Pro tip: add a changelog.md to your vault root. Every time you compile a new wiki or update an existing one, log the date and what changed. Karpathy recommends a consistent prefix format like ## [2026-04-05] ingest | Article Title so the log becomes parseable with standard unix tools. This gives you (and the LLM) a timeline of how the knowledge base has evolved.

What This Gets Right That Traditional RAG Gets Wrong

After running both systems in parallel for a week -- my old vector-based RAG pipeline on the same dataset alongside the Karpathy-style wiki -- I noticed three specific advantages that aren't obvious until you've used both.

The synthesis advantage. When I asked my vector RAG system "What are the trade-offs between centralized and decentralized agent orchestration?", it returned five chunks from three different documents. The chunks were relevant, but I had to mentally synthesize them myself. The wiki system had already done that synthesis during compilation. The article on orchestration patterns laid out the trade-offs in a structured comparison, drawing from the same source documents but presenting them as a coherent argument rather than fragments.

The discovery advantage.

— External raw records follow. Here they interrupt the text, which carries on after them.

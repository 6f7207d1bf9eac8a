use std::future::Future;
use std::pin::Pin;
use std::sync::{Arc, Mutex, PoisonError};
use std::time::Duration;

use bytes::Bytes;
use http::header::{CONTENT_TYPE, COOKIE, SET_COOKIE, USER_AGENT};
use http::uri::PathAndQuery;
use http::{Method, Request, Response, Uri};
use http_body_util::{BodyExt, Full};
use hyper::body::Incoming;
use hyper_util::client::legacy::connect::HttpConnector;
use hyper_util::client::legacy::Client as HyperClient;
use hyper_util::rt::TokioExecutor;

use dashboard_http_error::ApiError;

use crate::{ClientConfig, HttpApiClient, HttpApiResponse, RequestBody, SessionCookies};

type ResponseFuture<'a> =
    Pin<Box<dyn Future<Output = Result<HttpApiResponse, ApiError>> + Send + 'a>>;

const CONNECT_TIMEOUT: Duration = Duration::from_secs(10);

/// An API proxy client backed by a `hyper` connection pool.
///
/// Behaves like a browser talking to a same-origin endpoint: session cookies set by any response
/// are remembered and sent along with every following request. Requests are never retried.
pub struct Client {
    api_url: Uri,
    client: HyperClient<HttpConnector, Full<Bytes>>,
    session: Arc<Mutex<SessionCookies>>,
    user_agent: String,
    timeout: Option<Duration>,
}

impl Client {
    pub const DEFAULT_USER_AGENT_STRING: &'static str = "dashboard-client/0.1";

    /// Create a new client instance for the proxy at `config.api_url`.
    pub fn new(config: ClientConfig) -> Self {
        let mut connector = HttpConnector::new();
        connector.set_connect_timeout(Some(CONNECT_TIMEOUT));
        let client = HyperClient::builder(TokioExecutor::new()).build(connector);

        Self {
            api_url: config.api_url,
            client,
            session: Arc::new(Mutex::new(SessionCookies::new())),
            user_agent: config
                .user_agent
                .unwrap_or_else(|| Self::DEFAULT_USER_AGENT_STRING.to_string()),
            timeout: config.timeout,
        }
    }

    /// Create a client from the `DASHBOARD_*` environment variables.
    pub fn from_env() -> Result<Self, anyhow::Error> {
        Ok(Self::new(ClientConfig::from_env()?))
    }

    /// Get the currently used API url.
    pub fn api_url(&self) -> &Uri {
        &self.api_url
    }

    /// A snapshot of the current session cookies.
    pub fn session(&self) -> SessionCookies {
        self.session_lock().clone()
    }

    /// Drop the session cookies locally.
    pub fn sign_out(&self) {
        self.session_lock().clear();
    }

    fn session_lock(&self) -> std::sync::MutexGuard<'_, SessionCookies> {
        self.session.lock().unwrap_or_else(PoisonError::into_inner)
    }

    /// Build a URI relative to the current API endpoint.
    fn build_uri(&self, path_and_query: &str) -> Result<Uri, ApiError> {
        let parts = self.api_url.clone().into_parts();
        let mut builder = http::uri::Builder::new();
        match parts.scheme {
            Some(scheme) if scheme == http::uri::Scheme::HTTP => builder = builder.scheme(scheme),
            Some(scheme) => {
                return Err(ApiError::client(format!(
                    "unsupported scheme '{scheme}', the API proxy is reached over plain http"
                )))
            }
            None => (),
        }
        if let Some(authority) = parts.authority {
            builder = builder.authority(authority)
        }
        builder
            .path_and_query(
                path_and_query
                    .parse::<PathAndQuery>()
                    .map_err(|err| ApiError::client(format!("failed to parse uri - {err}")))?,
            )
            .build()
            .map_err(|err| ApiError::client(format!("failed to build uri - {err}")))
    }

    fn build_request(
        &self,
        method: Method,
        path_and_query: &str,
        body: RequestBody,
    ) -> Result<Request<Full<Bytes>>, ApiError> {
        let mut request = Request::builder()
            .method(method)
            .uri(self.build_uri(path_and_query)?)
            .header(USER_AGENT, &self.user_agent);

        // multipart carries its own boundary, json gets the plain type, empty bodies get none
        if let Some(content_type) = body.content_type() {
            request = request.header(CONTENT_TYPE, content_type);
        }

        if let Some(cookie) = self.session_lock().cookie_header() {
            request = request.header(COOKIE, cookie);
        }

        request
            .body(Full::new(Bytes::from(body.into_bytes())))
            .map_err(|err| ApiError::client(format!("failed to build request - {err}")))
    }

    async fn read_response(&self, response: Response<Incoming>) -> Result<HttpApiResponse, ApiError> {
        let (parts, body) = response.into_parts();

        let set_cookie: Vec<String> = parts
            .headers
            .get_all(SET_COOKIE)
            .iter()
            .filter_map(|value| value.to_str().ok())
            .map(str::to_string)
            .collect();
        self.session_lock()
            .update_from_headers(set_cookie.iter().map(String::as_str));

        let content_type = parts
            .headers
            .get(CONTENT_TYPE)
            .and_then(|value| value.to_str().ok())
            .map(str::to_string);

        let body = body
            .collect()
            .await
            .map_err(|err| ApiError::transport(format!("error reading response body - {err}")))?
            .to_bytes()
            .to_vec();

        Ok(HttpApiResponse {
            status: parts.status.as_u16(),
            content_type,
            set_cookie,
            body,
        })
    }

    async fn execute(
        &self,
        method: Method,
        path_and_query: &str,
        body: RequestBody,
    ) -> Result<HttpApiResponse, ApiError> {
        let request = self.build_request(method, path_and_query, body)?;

        let exchange = async {
            let response = self
                .client
                .request(request)
                .await
                .map_err(|err| transport_error(&err))?;
            self.read_response(response).await
        };

        match self.timeout {
            Some(timeout) => tokio::time::timeout(timeout, exchange)
                .await
                .map_err(|_| ApiError::new(ApiError::TRANSPORT_STATUS, "request timed out"))?,
            None => exchange.await,
        }
    }
}

/// A transport error naming the innermost cause, hyper's own message rarely says what went wrong.
fn transport_error(err: &(dyn std::error::Error + 'static)) -> ApiError {
    let mut cause = err;
    while let Some(source) = cause.source() {
        cause = source;
    }

    let message = err.to_string();
    let cause = cause.to_string();
    if cause == message {
        ApiError::transport(message)
    } else {
        ApiError::transport(format!("{message}: {cause}"))
    }
}

impl HttpApiClient for Client {
    type ResponseFuture<'a> = ResponseFuture<'a>;

    fn request<'a>(
        &'a self,
        method: Method,
        path_and_query: &'a str,
        body: RequestBody,
    ) -> Self::ResponseFuture<'a> {
        Box::pin(self.execute(method, path_and_query, body))
    }
}

#[cfg(test)]
mod tests {
    use std::fmt;

    use super::*;

    #[derive(Debug)]
    struct Wrapped(&'static str, Option<Box<Wrapped>>);

    impl fmt::Display for Wrapped {
        fn fmt(&self, f: &mut fmt::Formatter) -> fmt::Result {
            f.write_str(self.0)
        }
    }

    impl std::error::Error for Wrapped {
        fn source(&self) -> Option<&(dyn std::error::Error + 'static)> {
            self.1.as_deref().map(|err| err as _)
        }
    }

    #[test]
    fn transport_error_names_the_cause() {
        let err = Wrapped(
            "client error (Connect)",
            Some(Box::new(Wrapped(
                "tcp connect error",
                Some(Box::new(Wrapped("Connection refused", None))),
            ))),
        );
        assert_eq!(
            transport_error(&err).message,
            "request failed: client error (Connect): Connection refused"
        );

        let err = Wrapped("connection closed", None);
        assert_eq!(transport_error(&err).message, "request failed: connection closed");
    }

    #[tokio::test]
    async fn https_is_rejected_before_sending() {
        let client = Client::new(ClientConfig::new(Uri::from_static("https://admin.example.com")));
        let err = client.get("/api/courses").await.unwrap_err();
        assert!(err.is_client_side());
        assert!(err.message.contains("unsupported scheme 'https'"));
    }
}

The wiki's backlink structure surfaces connections you didn't ask about. When I queried the wiki system about memory architectures, the answer referenced a backlink to a concept in the "tool use patterns" wiki that I hadn't connected mentally. The backlink existed because the LLM, during compilation, noticed that the memory persistence problem in agents is structurally similar to the state management problem in tool chains. Vector search doesn't find these connections because they're not lexically similar -- they're conceptually related at a level that requires understanding, not matching.

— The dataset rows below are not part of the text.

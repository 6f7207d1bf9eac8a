//! Client configuration.
//!
//! The only outside knob is the location of the API proxy, read from the environment:
//!
//! * `DASHBOARD_API_URL` (required): absolute `http` URL of the proxy, e.g.
//!   `http://127.0.0.1:3000`. TLS is terminated in front of the proxy, `https` is rejected.
//! * `DASHBOARD_API_TIMEOUT` (optional): per request timeout in seconds, `0` disables it
//! * `DASHBOARD_USER_AGENT` (optional): `User-Agent` header value

use std::time::Duration;

use anyhow::{bail, format_err, Error};
use http::Uri;

pub const API_URL_ENV: &str = "DASHBOARD_API_URL";
pub const API_TIMEOUT_ENV: &str = "DASHBOARD_API_TIMEOUT";
pub const USER_AGENT_ENV: &str = "DASHBOARD_USER_AGENT";

/// Default per request timeout.
pub const DEFAULT_TIMEOUT: Duration = Duration::from_secs(30);

/// Options for the API [`Client`](crate::Client).
#[derive(Clone, Debug)]
pub struct ClientConfig {
    /// Base URL the relative proxy paths are resolved against.
    pub api_url: Uri,
    /// `User-Agent` header value.
    pub user_agent: Option<String>,
    /// Per request timeout, `None` waits forever.
    pub timeout: Option<Duration>,
}

impl ClientConfig {
    pub fn new(api_url: Uri) -> Self {
        Self {
            api_url,
            user_agent: None,
            timeout: Some(DEFAULT_TIMEOUT),
        }
    }

    /// Parse the configuration from the process environment.
    pub fn from_env() -> Result<Self, Error> {
        Self::from_lookup(|name| std::env::var(name).ok())
    }

    /// Parse the configuration using `lookup` to resolve variable names.
    pub fn from_lookup<F>(lookup: F) -> Result<Self, Error>
    where
        F: Fn(&str) -> Option<String>,
    {
        let api_url = match lookup(API_URL_ENV) {
            Some(url) if !url.trim().is_empty() => parse_api_url(url.trim())
                .map_err(|err| format_err!("invalid {API_URL_ENV} - {err}"))?,
            _ => bail!("{API_URL_ENV} is not set"),
        };

        let mut config = Self::new(api_url);

        if let Some(timeout) = lookup(API_TIMEOUT_ENV) {
            let secs: u64 = timeout
                .trim()
                .parse()
                .map_err(|err| format_err!("invalid {API_TIMEOUT_ENV} '{timeout}' - {err}"))?;
            config.timeout = (secs > 0).then(|| Duration::from_secs(secs));
        }

        config.user_agent = lookup(USER_AGENT_ENV).filter(|agent| !agent.is_empty());

        Ok(config)
    }
}

fn parse_api_url(url: &str) -> Result<Uri, Error> {
    let uri: Uri = url.parse()?;
    match uri.scheme_str() {
        Some("http") => (),
        Some("https") => bail!("https is not supported, point it at the plain http proxy"),
        Some(scheme) => bail!("unsupported scheme '{scheme}'"),
        None => bail!("missing scheme"),
    }
    if uri.authority().is_none() {
        bail!("missing host");
    }
    Ok(uri)
}

#[cfg(test)]
mod tests {
    use std::collections::HashMap;

    use super::*;

    fn lookup(vars: &[(&str, &str)]) -> impl Fn(&str) -> Option<String> {
        let vars: HashMap<String, String> = vars
            .iter()
            .map(|(k, v)| (k.to_string(), v.to_string()))
            .collect();
        move |name| vars.get(name).cloned()
    }

    #[test]
    fn minimal() {
        let config =
            ClientConfig::from_lookup(lookup(&[(API_URL_ENV, "http://127.0.0.1:3000")])).unwrap();
        assert_eq!(config.api_url.host(), Some("127.0.0.1"));
        assert_eq!(config.timeout, Some(DEFAULT_TIMEOUT));
        assert_eq!(config.user_agent, None);
    }

    #[test]
    fn all_options() {
        let config = ClientConfig::from_lookup(lookup(&[
            (API_URL_ENV, "http://admin.example.com"),
            (API_TIMEOUT_ENV, "0"),
            (USER_AGENT_ENV, "dashboard-test"),
        ]))
        .unwrap();
        assert_eq!(config.timeout, None);
        assert_eq!(config.user_agent.as_deref(), Some("dashboard-test"));
    }

    #[test]
    fn errors_name_the_variable() {
        let err = ClientConfig::from_lookup(lookup(&[])).unwrap_err();
        assert!(err.to_string().contains(API_URL_ENV));

        let err = ClientConfig::from_lookup(lookup(&[(API_URL_ENV, "/api")])).unwrap_err();
        assert!(err.to_string().contains("missing scheme"));

        let err = ClientConfig::from_lookup(lookup(&[(API_URL_ENV, "https://admin.example.com")]))
            .unwrap_err();
        assert!(err.to_string().contains("https is not supported"));

        let err = ClientConfig::from_lookup(lookup(&[
            (API_URL_ENV, "http://localhost"),
            (API_TIMEOUT_ENV, "soon"),
        ]))
        .unwrap_err();
        assert!(err.to_string().contains(API_TIMEOUT_ENV));
    }
}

The transparency advantage. When the wiki system gives me an answer, I can open the source articles in Obsidian and read them myself. I can see what the LLM synthesized from, I can check if the synthesis is accurate, I can correct it if it's wrong. With vector RAG, I get chunks and similarity scores. Debugging why the system gave a bad answer means digging through embeddings and retrieval logs. With the wiki system, I open a markdown file and read it. The debugging surface is human-readable text.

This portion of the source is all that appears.